In the healthy tongue (Figure 4B, B1), the collagen fibers were bluish, thin, and long, and displayed a linear pattern through the lamina propria (LP), while the core connective tissue of the tongue papilla displayed very few collagen fibers. The collagen fibers of the hyperplastic (Figure 4B, B2) and LGD (Figure 4B, B3) tissues were not significantly different from those of the normal tissue. However, in the M-HGD (Figure 4B, B4) and CIS (Figure 4B, B5) samples, the collagen fibers were more slender in the core connective tissue, and the collagen fiber bundles in the LP of the mucous membrane were thick and densely arranged. The SCC samples (Figure 4B, B6) had a significantly higher number of collagen fibers than the other sample types that showed thick and dense deposition in the LP and tight fiber distribution. The Spearman correlation test results revealed a positive correlation between the expression of collagen fibers and tumor progression (r=0.353, P<0.05).

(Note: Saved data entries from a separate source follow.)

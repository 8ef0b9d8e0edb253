extern crate actix_web;
extern crate chrono;
extern crate json;

pub mod error;
pub mod utils;

use json::JsonValue;
use std::convert::TryFrom;
use std::sync::Arc;

use error::Error;

#[macro_use]
extern crate quick_error;

pub type Result = std::result::Result<JsonValue, Error>;
pub type Data = JsonValue;
pub type Params = JsonValue;

pub trait Services: Send + Sync {
  fn register(&mut self, service: Arc<dyn Service>);
  fn service<S: AsRef<str> + ToString>(&self, name: S) -> Arc<dyn Service>;
}

pub trait Service: Send + Sync {
  fn path(&self) -> &str;

  fn find(&self, params: Params) -> Result;
  fn get(&self, id: String, params: Params) -> Result;
  fn create(&self, data: Data, params: Params) -> Result;
  fn update(&self, id: String, data: Data, params: Params) -> Result;
  fn patch(&self, id: String, data: Data, params: Params) -> Result;
  fn remove(&self, id: String, params: Params) -> Result;

  fn limit(&self, params: &Params) -> usize {
    let params = self.params(params);

    if let Some(limit) = params["$limit"].as_number() {
      usize::try_from(limit).unwrap_or(10)
    } else {
      10
    }
  }

  fn skip(&self, params: &Params) -> usize {
    let params = self.params(params);

    if let Some(skip) = params["$skip"].as_number() {
      usize::try_from(skip).unwrap_or(0)
    } else {
      0
    }
  }

  fn params<'a>(&self, params: &'a Params) -> &'a JsonValue {
    if params.is_array() {
      &params[0]
    } else {
      params
    }
  }
}

pub struct NoService(pub String);

impl NoService {
  fn error(&self) -> Result {
    Err(Error::NotFound(format!("service {}", self.0)))
  }
}

impl Service for NoService {
  fn path(&self) -> &str {
    self.0.as_str()
  }

  fn find(&self, _params: Params) -> Result {
    self.error()
  }

  fn get(&self, _id: String, _params: Params) -> Result {
    self.error()
  }

  fn create(&self, _data: Data, _params: Params) -> Result {
    self.error()
  }

  fn update(&self, _id: String, _data: Data, _params: Params) -> Result {
    self.error()
  }

  fn patch(&self, _id: String, _data: Data, _params: Params) -> Result {
    self.error()
  }

  fn remove(&self, _id: String, _params: Params) -> Result {
    self.error()
  }
}
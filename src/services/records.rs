use json::JsonValue;
use std::sync::Arc;
use uuid::Uuid;

use service::error::Error;
use service::utils::json::{JsonMerge, JsonParams};
use service::{Data, Params, Service};

use crate::app::Application;
use crate::storage::{region_for, Record};

pub struct Records {
  app: Application,
  path: Arc<String>,
}

impl Records {
  pub fn new(app: Application) -> Arc<dyn Service> {
    Arc::new(Records { app, path: Arc::new("records".to_string()) })
  }
}

impl Service for Records {
  fn path(&self) -> &str {
    &self.path
  }

  fn find(&self, params: Params) -> service::Result {
    let records = self.app.workbook.records()?;

    let filter = &self.params(&params)["filter"];
    if filter.is_object() {
      // lookup by key, at most one match, first row in sheet order wins
      let list: Vec<JsonValue> =
        lookup(&records, filter).iter().map(|r| r.to_json()).collect();
      let total = list.len();

      return Ok(json::object! {
        data: JsonValue::Array(list),
        total: total,
        "$skip": 0,
      });
    }

    let limit = self.limit(&params);
    let skip = self.skip(&params);

    let total = records.len();
    let list: Vec<JsonValue> =
      records.iter().skip(skip).take(limit).map(|r| r.to_json()).collect();

    Ok(json::object! {
      data: JsonValue::Array(list),
      total: total,
      "$skip": skip,
    })
  }

  fn get(&self, id: String, _params: Params) -> service::Result {
    let records = self.app.workbook.records()?;

    match records.iter().find(|r| r.id == id) {
      Some(record) => Ok(record.to_json()),
      None => Err(Error::NotFound(format!("record {id}"))),
    }
  }

  fn create(&self, data: Data, _params: Params) -> service::Result {
    let mut record = Record::from_json(&data)?;

    record.id = Uuid::new_v4().to_string();
    record.region = region_for(&self.app.workbook.salesmen()?, &record.salesman);

    let mut records = self.app.workbook.records()?;
    records.push(record.clone());
    self.app.workbook.write_records(&records)?;

    log::debug!("created record {} so_no {}", record.id, record.so_no);

    Ok(record.to_json())
  }

  fn update(&self, id: String, data: Data, _params: Params) -> service::Result {
    if !data.is_object() {
      return Err(Error::GeneralError("only object allowed".into()));
    }

    let mut records = self.app.workbook.records()?;
    let position = records
      .iter()
      .position(|r| r.id == id)
      .ok_or_else(|| Error::NotFound(format!("record {id}")))?;

    let mut record = Record::from_json(&data)?;
    record.id = records[position].id.clone();
    record.created_at = records[position].created_at;
    record.region = region_for(&self.app.workbook.salesmen()?, &record.salesman);

    records[position] = record.clone();
    self.app.workbook.write_records(&records)?;

    log::debug!("updated record {}", record.id);

    Ok(record.to_json())
  }

  fn patch(&self, id: String, data: Data, params: Params) -> service::Result {
    if !data.is_object() {
      return Err(Error::GeneralError("only object allowed".into()));
    }

    let records = self.app.workbook.records()?;
    let current = records
      .iter()
      .find(|r| r.id == id)
      .ok_or_else(|| Error::NotFound(format!("record {id}")))?;

    let mut obj = current.to_json();

    let mut patch = data.clone();
    patch.remove("_id");
    obj.merge(&patch);

    self.update(id, obj, params)
  }

  fn remove(&self, _id: String, _params: Params) -> service::Result {
    // records are never deleted by the application
    Err(Error::NotImplemented)
  }
}

fn lookup<'a>(records: &'a [Record], filter: &JsonValue) -> Option<&'a Record> {
  if let Some(so_no) = key(&filter["so_no"]) {
    records.iter().find(|r| r.so_no.trim().to_lowercase() == so_no)
  } else if let Some(po_no) = key(&filter["customer_po_no"]) {
    records.iter().find(|r| r.customer_po_no.trim().to_lowercase() == po_no)
  } else {
    None
  }
}

fn key(value: &JsonValue) -> Option<String> {
  value
    .string_or_none()
    .map(|s| s.trim().to_lowercase())
    .filter(|s| !s.is_empty())
}
use json::JsonValue;

use service::error::Error;
use service::utils::json::JsonParams;

pub(crate) const DATA_COLUMNS: [&str; 2] = ["SalesMan", "Region"];

#[derive(Debug, Clone, Copy, PartialEq, Eq, PartialOrd, Ord)]
pub enum Region {
  Northern,
  Southern,
  Unassigned,
}

impl Region {
  pub fn as_str(&self) -> &'static str {
    match self {
      Region::Northern => "CPI Northern",
      Region::Southern => "CPI Southern",
      Region::Unassigned => "Unassigned",
    }
  }

  pub fn parse(value: &str) -> Option<Region> {
    match value.trim() {
      "CPI Northern" => Some(Region::Northern),
      "CPI Southern" => Some(Region::Southern),
      "Unassigned" => Some(Region::Unassigned),
      _ => None,
    }
  }

  // cells survive hand edits, anything unknown falls back to Unassigned
  pub(crate) fn from_cell(value: &str) -> Region {
    Region::parse(value).unwrap_or(Region::Unassigned)
  }

  pub fn from_json(value: &JsonValue) -> Result<Region, Error> {
    match value.string_or_none() {
      None => Ok(Region::Unassigned),
      Some(s) if s.trim().is_empty() => Ok(Region::Unassigned),
      Some(s) => {
        Region::parse(&s).ok_or_else(|| Error::Validation(format!("unknown region `{s}`")))
      },
    }
  }
}

#[derive(Debug, Clone, PartialEq)]
pub struct Salesman {
  pub name: String,
  pub region: Region,
}

impl Salesman {
  pub fn from_json(data: &JsonValue) -> Result<Salesman, Error> {
    if !data.is_object() {
      return Err(Error::GeneralError("only object allowed".into()));
    }

    let name = data["name"].string();
    if name.trim().is_empty() {
      return Err(Error::Validation("`name` is required".into()));
    }

    Ok(Salesman { name: name.trim().to_string(), region: Region::from_json(&data["region"])? })
  }

  pub fn to_json(&self) -> JsonValue {
    json::object! {
      name: self.name.clone(),
      region: self.region.as_str(),
    }
  }

  pub(crate) fn from_row(cells: &[String]) -> Option<Salesman> {
    let name = cells.first()?.trim();
    if name.is_empty() {
      return None;
    }

    let region = Region::from_cell(cells.get(1).map(|s| s.as_str()).unwrap_or(""));

    Some(Salesman { name: name.to_string(), region })
  }

  pub(crate) fn to_row(&self) -> Vec<String> {
    vec![self.name.clone(), self.region.as_str().to_string()]
  }

  pub fn matches(&self, name: &str) -> bool {
    self.name.to_lowercase() == name.trim().to_lowercase()
  }
}

pub fn region_for(salesmen: &[Salesman], name: &str) -> Region {
  salesmen
    .iter()
    .find(|s| s.matches(name))
    .map(|s| s.region)
    .unwrap_or(Region::Unassigned)
}

#[cfg(test)]
mod tests {
  use super::*;

  #[test]
  fn region_parse_is_strict_on_input() {
    assert_eq!(Region::parse("CPI Northern"), Some(Region::Northern));
    assert_eq!(Region::parse(" CPI Southern "), Some(Region::Southern));
    assert_eq!(Region::parse("Western"), None);

    assert!(Region::from_json(&json::JsonValue::from("Western")).is_err());
    assert_eq!(Region::from_json(&json::JsonValue::Null).unwrap(), Region::Unassigned);
  }

  #[test]
  fn region_lookup_ignores_case_and_spaces() {
    let salesmen = vec![
      Salesman { name: "Mehmet".into(), region: Region::Northern },
      Salesman { name: "Ayşe".into(), region: Region::Southern },
    ];

    assert_eq!(region_for(&salesmen, "mehmet"), Region::Northern);
    assert_eq!(region_for(&salesmen, "  AYŞE "), Region::Southern);
    assert_eq!(region_for(&salesmen, "nobody"), Region::Unassigned);
  }

  #[test]
  fn rows_without_name_are_skipped() {
    assert_eq!(Salesman::from_row(&["".to_string(), "CPI Northern".to_string()]), None);

    let s = Salesman::from_row(&["Ali".to_string(), "garbage".to_string()]).unwrap();
    assert_eq!(s.region, Region::Unassigned);
  }
}
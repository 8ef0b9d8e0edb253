use std::collections::HashMap;

use actix_web::http::header;
use actix_web::{get, patch, post, put, web, Error, HttpResponse, Responder};
use json::{object, JsonValue};

use service::Services;

use crate::app::Application;

pub async fn not_found() -> impl Responder {
  HttpResponse::NotFound().json("")
}

// the form posts serde_json values, the service bus speaks json::JsonValue
fn parse(data: serde_json::Value) -> Result<JsonValue, service::error::Error> {
  json::parse(&data.to_string())
    .map_err(|e| service::error::Error::GeneralError(e.to_string()))
}

fn respond(result: JsonValue) -> HttpResponse {
  HttpResponse::Ok()
    .append_header(header::ContentType(mime::APPLICATION_JSON))
    .body(result.dump())
}

fn paging(params: &HashMap<String, String>) -> JsonValue {
  let mut page = object! {};

  if let Some(limit) = params.get("$limit").and_then(|v| v.parse::<usize>().ok()) {
    page["$limit"] = limit.into();
  }
  if let Some(skip) = params.get("$skip").and_then(|v| v.parse::<usize>().ok()) {
    page["$skip"] = skip.into();
  }

  page
}

#[get("/records")]
pub async fn records_find(
  app: web::Data<Application>,
  params: web::Query<HashMap<String, String>>,
) -> Result<HttpResponse, Error> {
  let params = paging(&params);

  let result = web::block(move || app.service("records").find(params)).await??;

  Ok(respond(result))
}

#[post("/records")]
pub async fn records_create(
  app: web::Data<Application>,
  data: web::Json<serde_json::Value>,
) -> Result<HttpResponse, Error> {
  let data = parse(data.into_inner())?;

  let result = web::block(move || app.service("records").create(data, JsonValue::Null)).await??;

  Ok(respond(result))
}

#[post("/records/lookup")]
pub async fn records_lookup(
  app: web::Data<Application>,
  data: web::Json<serde_json::Value>,
) -> Result<HttpResponse, Error> {
  let filter = parse(data.into_inner())?;
  let params = object! { filter: filter };

  let mut result = web::block(move || app.service("records").find(params)).await??;

  match result["data"].array_remove(0) {
    JsonValue::Null => Err(service::error::Error::NotFound("record not found".into()).into()),
    found => Ok(respond(found)),
  }
}

#[put("/records/{id}")]
pub async fn records_update(
  app: web::Data<Application>,
  path: web::Path<String>,
  data: web::Json<serde_json::Value>,
) -> Result<HttpResponse, Error> {
  let id = path.into_inner();
  let data = parse(data.into_inner())?;

  let result =
    web::block(move || app.service("records").update(id, data, JsonValue::Null)).await??;

  Ok(respond(result))
}

#[patch("/records/{id}")]
pub async fn records_patch(
  app: web::Data<Application>,
  path: web::Path<String>,
  data: web::Json<serde_json::Value>,
) -> Result<HttpResponse, Error> {
  let id = path.into_inner();
  let data = parse(data.into_inner())?;

  let result =
    web::block(move || app.service("records").patch(id, data, JsonValue::Null)).await??;

  Ok(respond(result))
}

#[get("/data/salesmen")]
pub async fn salesmen_find(
  app: web::Data<Application>,
  params: web::Query<HashMap<String, String>>,
) -> Result<HttpResponse, Error> {
  let params = paging(&params);

  let result = web::block(move || app.service("salesmen").find(params)).await??;

  Ok(respond(result))
}

#[post("/data/salesmen")]
pub async fn salesmen_create(
  app: web::Data<Application>,
  data: web::Json<serde_json::Value>,
) -> Result<HttpResponse, Error> {
  let data = parse(data.into_inner())?;

  let result =
    web::block(move || app.service("salesmen").create(data, JsonValue::Null)).await??;

  Ok(respond(result))
}

#[get("/reports/summary")]
pub async fn report_summary(app: web::Data<Application>) -> Result<HttpResponse, Error> {
  let result = web::block(move || app.service("summary-report").find(JsonValue::Null)).await??;

  Ok(respond(result))
}
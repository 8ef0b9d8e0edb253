extern crate json;

use actix_web::http::StatusCode;
use actix_web::HttpResponse;
use json::JsonValue;

//     400: BadRequest
//     401: NotAuthenticated
//     402: PaymentError
//     403: Forbidden
//     404: NotFound
//     405: MethodNotAllowed
//     406: NotAcceptable
//     408: Timeout
//     409: Conflict
//     411: LengthRequired
//     422: Unprocessable
//     429: TooManyRequests
//     500: GeneralError
//     501: NotImplemented
//     502: BadGateway
//     503: Unavailable

quick_error! {
  #[derive(Debug)]
  pub enum Error {
    NotFound(error: String) {
      display("{}", error)
    }
    // whole-file writes fail while another process holds the workbook open,
    // callers may retry
    IOError(error: String) {
      display("{}", error)
    }
    Validation(error: String) {
      display("{}", error)
    }
    GeneralError(error: String) {
      display("{}", error)
    }
    NotImplemented
  }
}

impl From<Error> for std::io::Error {
  fn from(e: Error) -> std::io::Error {
    std::io::Error::new(std::io::ErrorKind::Other, e.to_string())
  }
}

impl std::convert::From<std::io::Error> for Error {
  fn from(e: std::io::Error) -> Self {
    Error::IOError(e.to_string())
  }
}

impl Error {
  fn to_code(&self) -> u16 {
    match self {
      Error::NotFound(_) => 404,
      Error::IOError(_) => 503,
      Error::Validation(_) => 422,
      Error::NotImplemented => 501,
      _ => 500,
    }
  }

  fn to_class_name(&self) -> &str {
    match self {
      Error::NotFound(_) => "not-found",
      Error::IOError(_) => "io-errors",
      Error::Validation(_) => "unprocessable",
      Error::GeneralError(_) => "general-errors",
      Error::NotImplemented => "not-implemented",
    }
  }

  fn to_name(&self) -> &str {
    match self {
      Error::NotFound(_) => "NotFound",
      Error::IOError(_) => "IOError",
      Error::Validation(_) => "Unprocessable",
      Error::GeneralError(_) => "GeneralError",
      Error::NotImplemented => "NotImplemented",
    }
  }

  pub fn to_json(&self) -> JsonValue {
    json::object! {
      className: self.to_class_name(),
      code: self.to_code(),
      message: self.to_string(),
      name: self.to_name(),
    }
  }
}

impl actix_web::ResponseError for Error {
  fn status_code(&self) -> StatusCode {
    StatusCode::from_u16(self.to_code()).unwrap_or(StatusCode::INTERNAL_SERVER_ERROR)
  }

  fn error_response(&self) -> HttpResponse {
    HttpResponse::build(self.status_code())
      .content_type("application/json")
      .body(self.to_json().dump())
  }
}
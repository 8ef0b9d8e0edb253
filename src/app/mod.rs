use std::collections::HashMap;
use std::sync::{Arc, RwLock};

use service::{NoService, Service, Services};

use crate::settings::Settings;
use crate::storage::Workbook;

#[derive(Clone)]
pub struct Application {
  pub settings: Arc<Settings>,
  pub workbook: Workbook,
  services: Arc<RwLock<HashMap<String, Arc<dyn Service>>>>,
}

impl Application {
  pub fn new(settings: Arc<Settings>) -> Self {
    let workbook = Workbook::new(settings.database.workbook.clone());

    Application { settings, workbook, services: Arc::new(RwLock::new(HashMap::new())) }
  }
}

impl Services for Application {
  fn register(&mut self, service: Arc<dyn Service>) {
    let path = service.path().to_string();

    let mut services = self.services.write().unwrap();
    if let Some(current) = services.insert(path, service) {
      panic!("service for path {:?} already registered", current.path());
    }
  }

  fn service<S: AsRef<str> + ToString>(&self, name: S) -> Arc<dyn Service> {
    let services = self.services.read().unwrap();
    if let Some(service) = services.get(name.as_ref()) {
      service.clone()
    } else {
      Arc::new(NoService(name.to_string()))
    }
  }
}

Expression of elastic fibers at various stages of cancer progression

In the healthy tongue tissue (Figure 4C, C1), the LP was enriched in AF-positive elastic fibers. The elastic fibers of the hyperplastic (Figure 4C, C2) and LGD (Figure 4C, C3) tissues had morphological characteristics similar to those of the normal tongue mucosa. In both the M-HGD (Figure 4C, C4) and CIS (Figure 4C, C5) tissue samples, the AF-positive elastic fibers of the LP were disrupted and shortened, and exhibited a diluted distribution. The LP of the SCC tissue sample (Figure 4C, C6) rarely showed AF-positive elastic fibers. The Spearman correlation test results revealed that the expression of the elastic fibers progressively declined as the malignancy of the tongue cancer progressed (r=−0.776, P<0.05).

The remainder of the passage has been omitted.